Episode 409: Some of the facts

When well-meaning governess Victoria Winters came unstuck in time and tumbled from 1967 to 1795, she brought with her a copy of the Collins family history. We first saw this book in #45, when flighty heiress Carolyn Collins Stoddard read this excerpt aloud:

Jeremiah Collins, sixth generation descendant of the founder of Collinsport. In 1830 married Josette Lafrenière of Paris, France. The construction of Collinwood, the family mansion, was begun the same year.

Right up to the last few weeks before Vicki left for the past in November 1967, Dark Shadows kept equivocating about whether Josette, Jeremiah, and the rest of them lived in 1830 or in the late 18th century. The name “Lafrenière” was not mentioned again after #45, but neither was any other surname given for her birth family until the name “DuPrés” was introduced during the 1795 segment. Likewise, #45 is the only time we hear that Josette was from Paris. Her association with the island of Martinique is established in #239, when the vampire Barnabas Collins tells his victim Maggie that he met Josette there and taught her English on the journey to Collinsport, where she was to marry Jeremiah. That Josette was the daughter of the richest French planter on Martinique, a condition that in 1795 in our time-band characterized the lady who would become the Empress Josephine, is something the show commits itself to during the flashback segment.

These were only a few of the myriad revisions and retcons the show went through in regard to Barnabas and Josette’s time as living beings. Today, Josette and her aunt, the Countess DuPrés, go through the book and remark on its many inaccuracies. The episode ends with a shock when they realize that at least one of these inaccuracies is the result of a conscious decision by haughty overlord Joshua Collins to falsify the record of events.

Josette and the countess read The Book. Screenshot by Dark Shadows Before I Die.

I was going to write about how meta this all is, but then I reread Danny Horn’s post about the episode on Dark Shadows Every Day and found that he had already done it. I would just add that the very idea of traveling back in time is a metaphor for rewriting, so that the whole storyline is an exercise in self-reference by the writers and producers.

This episode features the death of Barnabas Collins. Barnabas has been the show’s main draw for a long time, but he was already dead when we met him in April 1967, and he’s been dying for the last four days of this flashback, so that’s less of a milestone than it might seem. The event is presented as another exercise in continuity. In #345, vampire Barnabas told mad scientist Julia Hoffman that before his death he had vowed to Josette that he would someday return to her. Indeed, Josette is at his bedside in his last moments as a human, and he does make that vow.
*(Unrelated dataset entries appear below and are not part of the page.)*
impl Configurator {
    pub fn new(slots: SlotTable) -> Self {
        Self::with_options(slots, ConfiguratorOptions::default())
    }

    pub fn with_options(slots: SlotTable, options: ConfiguratorOptions) -> Self {
        Self {
            slots,
            state: BuildState::default(),
            options,
        }
    }

    /// Configurator over the storefront's seven standard slots
    pub fn standard() -> Self {
        Self::new(SlotTable::standard())
    }

    #[inline]
    pub fn slots(&self) -> &SlotTable {
        &self.slots
    }

    #[inline]
    pub fn build_state(&self) -> &BuildState {
        &self.state
    }

    #[inline]
    pub fn options(&self) -> ConfiguratorOptions {
        self.options
    }

    fn slot(&self, slot: &str) -> Result<&SlotDefinition, ConfiguratorError> {
        self.slots
            .get(slot)
            .ok_or_else(|| ConfiguratorError::invalid_slot(slot))
    }

    /// The filter a slot's candidates are subject to right now, if any.
    ///
    /// Only active when the upstream slot holds a part with a non-blank key.
    pub fn active_filter(
        &self,
        slot: &str,
    ) -> Result<Option<CompatibilityFilter>, ConfiguratorError> {
        let def = self.slot(slot)?;
        Ok(def.depends_on.as_ref().and_then(|upstream| {
            self.state
                .get(upstream.as_str())
                .and_then(Part::compatibility_key)
                .map(|key| CompatibilityFilter {
                    depends_on: upstream.clone(),
                    key: key.to_string(),
                })
        }))
    }

    /// Query the catalog for a slot's category and filter the result.
    ///
    /// # Errors
    ///
    /// - `InvalidSlot` if the slot is not in the table
    /// - `LookupFailed` if the catalog query fails
    pub fn list_candidates<L>(
        &self,
        slot: &str,
        lookup: &L,
    ) -> Result<CandidateList, ConfiguratorError>
    where
        L: CatalogLookup + ?Sized,
    {
        let def = self.slot(slot)?;
        tracing::debug!("Listing candidates for {} (category '{}')", def.id, def.category);
        let fetched = lookup.query(&def.category);
        self.candidates_from(slot, fetched)
    }

    /// Filter an already-fetched lookup result for a slot.
    ///
    /// This is the second half of `list_candidates`, split out so lookups can
    /// run elsewhere (see `lookup_executor`) and be applied when they arrive.
    pub fn candidates_from(
        &self,
        slot: &str,
        fetched: Result<Vec<Part>, LookupError>,
    ) -> Result<CandidateList, ConfiguratorError> {
        let def = self.slot(slot)?;
        let parts = fetched.map_err(|e| {
            tracing::warn!("Catalog lookup for {} failed: {}", def.id, e);
            ConfiguratorError::LookupFailed {
                slot: def.id.clone(),
                category: def.category.clone(),
                message: e.to_string(),
            }
        })?;

        let in_stock: Vec<Part> = parts.into_iter().filter(Part::in_stock).collect();
        let in_stock_count = in_stock.len();
        let filter = self.active_filter(slot)?;
        let current_id = self.state.get(slot).map(|part| part.id.as_str());

        let candidates: Vec<Candidate> = in_stock
            .into_iter()
            .filter(|part| filter.as_ref().is_none_or(|f| part.matches_key(&f.key)))
            .map(|part| Candidate {
                current: current_id == Some(part.id.as_str()),
                part,
            })
            .collect();

        if candidates.is_empty() && in_stock_count > 0 {
            if let Some(f) = &filter {
                tracing::info!(
                    "No {} candidates match {} key '{}' ({} in stock)",
                    def.id,
                    f.depends_on,
                    f.key,
                    in_stock_count
                );
            }
        }

        Ok(CandidateList {
            slot: def.id.clone(),
            candidates,
            filter,
            in_stock: in_stock_count,
        })
    }

    /// Put `part` into `slot`, clearing downstream selections it breaks.
    ///
    /// A dependent slot keeps its part only if the part's key equals the new
    /// part's key (trimmed, case-insensitive, absent equal to absent).
    /// Anything cleared cascades further down its own dependents.
    ///
    /// # Errors
    ///
    /// - `InvalidSlot` if the slot is not in the table
    /// - `IncompatibleSelection` if `validate_on_select` is enabled and the
    ///   part is out of stock or does not match its upstream key
    pub fn select(&mut self, slot: &str, part: Part) -> Result<SelectOutcome, ConfiguratorError> {
        let slot_id = self.slot(slot)?.id.clone();

        if self.options.validate_on_select {
            self.check_selectable(&slot_id, &part)?;
        }

        tracing::info!("Selected {} for {}", part.id, slot_id);
        let replaced = self.state.selections.insert(slot_id.clone(), part);

        let mut cleared = Vec::new();
        self.cascade_from(&slot_id, &mut cleared);

        Ok(SelectOutcome {
            slot: slot_id,
            replaced,
            cleared,
        })
    }

    /// Remove a slot's selection along with every downstream selection made
    /// against it. Returns everything removed, the slot itself first.
    pub fn clear(&mut self, slot: &str) -> Result<Vec<Invalidation>, ConfiguratorError> {
        let slot_id = self.slot(slot)?.id.clone();

        let mut removed = Vec::new();
        if let Some(part) = self.state.selections.remove(&slot_id) {
            tracing::info!("Cleared {} from {}", part.id, slot_id);
            removed.push(Invalidation {
                slot: slot_id.clone(),
                part,
            });
            self.cascade_from(&slot_id, &mut removed);
        }
        Ok(removed)
    }

    fn check_selectable(&self, slot: &SlotId, part: &Part) -> Result<(), ConfiguratorError> {
        if !part.in_stock() {
            return Err(ConfiguratorError::IncompatibleSelection {
                slot: slot.clone(),
                part_id: part.id.clone(),
                reason: "out of stock".to_string(),
            });
        }
        if let Some(filter) = self.active_filter(slot.as_str())? {
            if !part.matches_key(&filter.key) {
                return Err(ConfiguratorError::IncompatibleSelection {
                    slot: slot.clone(),
                    part_id: part.id.clone(),
                    reason: format!("does not match {} key '{}'", filter.depends_on, filter.key),
                });
            }
        }
        Ok(())
    }

    // Walks dependents of `upstream`. A dependent survives only while its
    // upstream is selected with an equal key.
    fn cascade_from(&mut self, upstream: &SlotId, cleared: &mut Vec<Invalidation>) {
        let anchor = self
            .state
            .get(upstream.as_str())
            .map(Part::normalized_key);
        let dependents: Vec<SlotId> = self
            .slots
            .dependents_of(upstream.as_str())
            .map(|def| def.id.clone())
            .collect();

        for dependent in dependents {
            let Some(current) = self.state.get(dependent.as_str()) else {
                continue;
            };
            let keep = anchor
                .as_ref()
                .is_some_and(|key| current.normalized_key() == *key);
            if keep {
                continue;
            }

            if let Some(part) = self.state.selections.remove(&dependent) {
                tracing::info!(
                    "{} deselected: {} no longer matches {}",
                    dependent,
                    part.id,
                    upstream
                );
                cleared.push(Invalidation {
                    slot: dependent.clone(),
                    part,
                });
                self.cascade_from(&dependent, cleared);
            }
        }
    }

    /// Selected parts in slot-table order
    pub fn selections(&self) -> impl Iterator<Item = (&SlotDefinition, &Part)> {
        self.slots
            .iter()
            .filter_map(|def| self.state.get(def.id.as_str()).map(|part| (def, part)))
    }

    pub fn compute_summary(&self) -> BuildSummary {
        let rows: Vec<SummaryRow> = self
            .selections()
            .map(|(def, part)| SummaryRow {
                slot: def.id.clone(),
                title: def.title.clone(),
                part_id: part.id.clone(),
                name: part.name.clone(),
                price: part.price,
            })
            .collect();

        BuildSummary {
            total: rows.iter().map(|row| row.price).sum(),
            selected: rows.len(),
            can_finish: !rows.is_empty(),
            rows,
        }
    }

    /// Hand every selected part to `sink`, one unit each, in slot order.
    ///
    /// In `BestEffort` mode each part is added independently: parts the sink
    /// accepted leave the build, parts it refused stay selected and are listed
    /// in the report. A fully accepted build leaves the configurator empty.
    ///
    /// In `AllOrNothing` mode the first refusal removes everything added by
    /// this call from the sink and returns `CartRejected`; the build is kept.
    ///
    /// # Errors
    ///
    /// - `EmptyBuild` if nothing is selected (the sink is not called)
    /// - `CartRejected` in `AllOrNothing` mode
    pub fn finish<S>(&mut self, sink: &mut S) -> Result<FinishReport, ConfiguratorError>
    where
        S: CartSink + ?Sized,
    {
        if self.state.is_empty() {
            return Err(ConfiguratorError::EmptyBuild);
        }

        let items: Vec<(SlotId, CartItem)> = self
            .selections()
            .map(|(def, part)| (def.id.clone(), part.to_cart_item()))
            .collect();

        let report = match self.options.finish_mode {
            FinishMode::BestEffort => self.finish_best_effort(items, sink),
            FinishMode::AllOrNothing => self.finish_all_or_nothing(items, sink)?,
        };

        tracing::info!(
            "Build handed to cart: {} added, {} refused",
            report.added.len(),
            report.failures.len()
        );
        Ok(report)
    }

    fn finish_best_effort<S>(
        &mut self,
        items: Vec<(SlotId, CartItem)>,
        sink: &mut S,
    ) -> FinishReport
    where
        S: CartSink + ?Sized,
    {
        let mut report = FinishReport::default();
        for (slot, item) in items {
            match sink.add(&item, 1) {
                Ok(()) => {
                    self.state.selections.remove(&slot);
                    report.added.push((slot, item));
                }
                Err(reason) => {
                    tracing::warn!("Cart refused {} from {}: {}", item.id, slot, reason);
                    report.failures.push(CartSinkFailure {
                        slot,
                        part_id: item.id,
                        reason,
                    });
                }
            }
        }
        report
    }

    fn finish_all_or_nothing<S>(
        &mut self,
        items: Vec<(SlotId, CartItem)>,
        sink: &mut S,
    ) -> Result<FinishReport, ConfiguratorError>
    where
        S: CartSink + ?Sized,
    {
        let mut added: Vec<(SlotId, CartItem)> = Vec::with_capacity(items.len());
        for (slot, item) in items {
            if let Err(reason) = sink.add(&item, 1) {
                for (_, done) in added.iter().rev() {
                    if let Err(e) = sink.remove(&done.id, 1) {
                        tracing::error!("Failed to roll back {} from cart: {}", done.id, e);
                    }
                }
                return Err(ConfiguratorError::CartRejected {
                    slot,
                    part_id: item.id,
                    reason,
                });
            }
            added.push((slot, item));
        }

        self.state.selections.clear();
        Ok(FinishReport {
            added,
            failures: Vec::new(),
        })
    }

    /// Discard every selection
    pub fn reset(&mut self) {
        self.state.selections.clear();
    }
}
Barnabas dies. Screenshot by Dark Shadows Before I Die.

Barnabas accompanies his vow with a plea for Josette to wait for him. That, too, is a continuity moment. Josette is played by Kathryn Leigh Scott, who also played Maggie. When Barnabas returned as a vampire in 1967, he kept Maggie prisoner and tried to replace her personality with that of Josette. Whatever the living Barnabas may have been thinking in his last moments, the vampire Barnabas expected to find Josette waiting for him, 172 years after his death, and that expectation motivated the first major crime we saw him commit.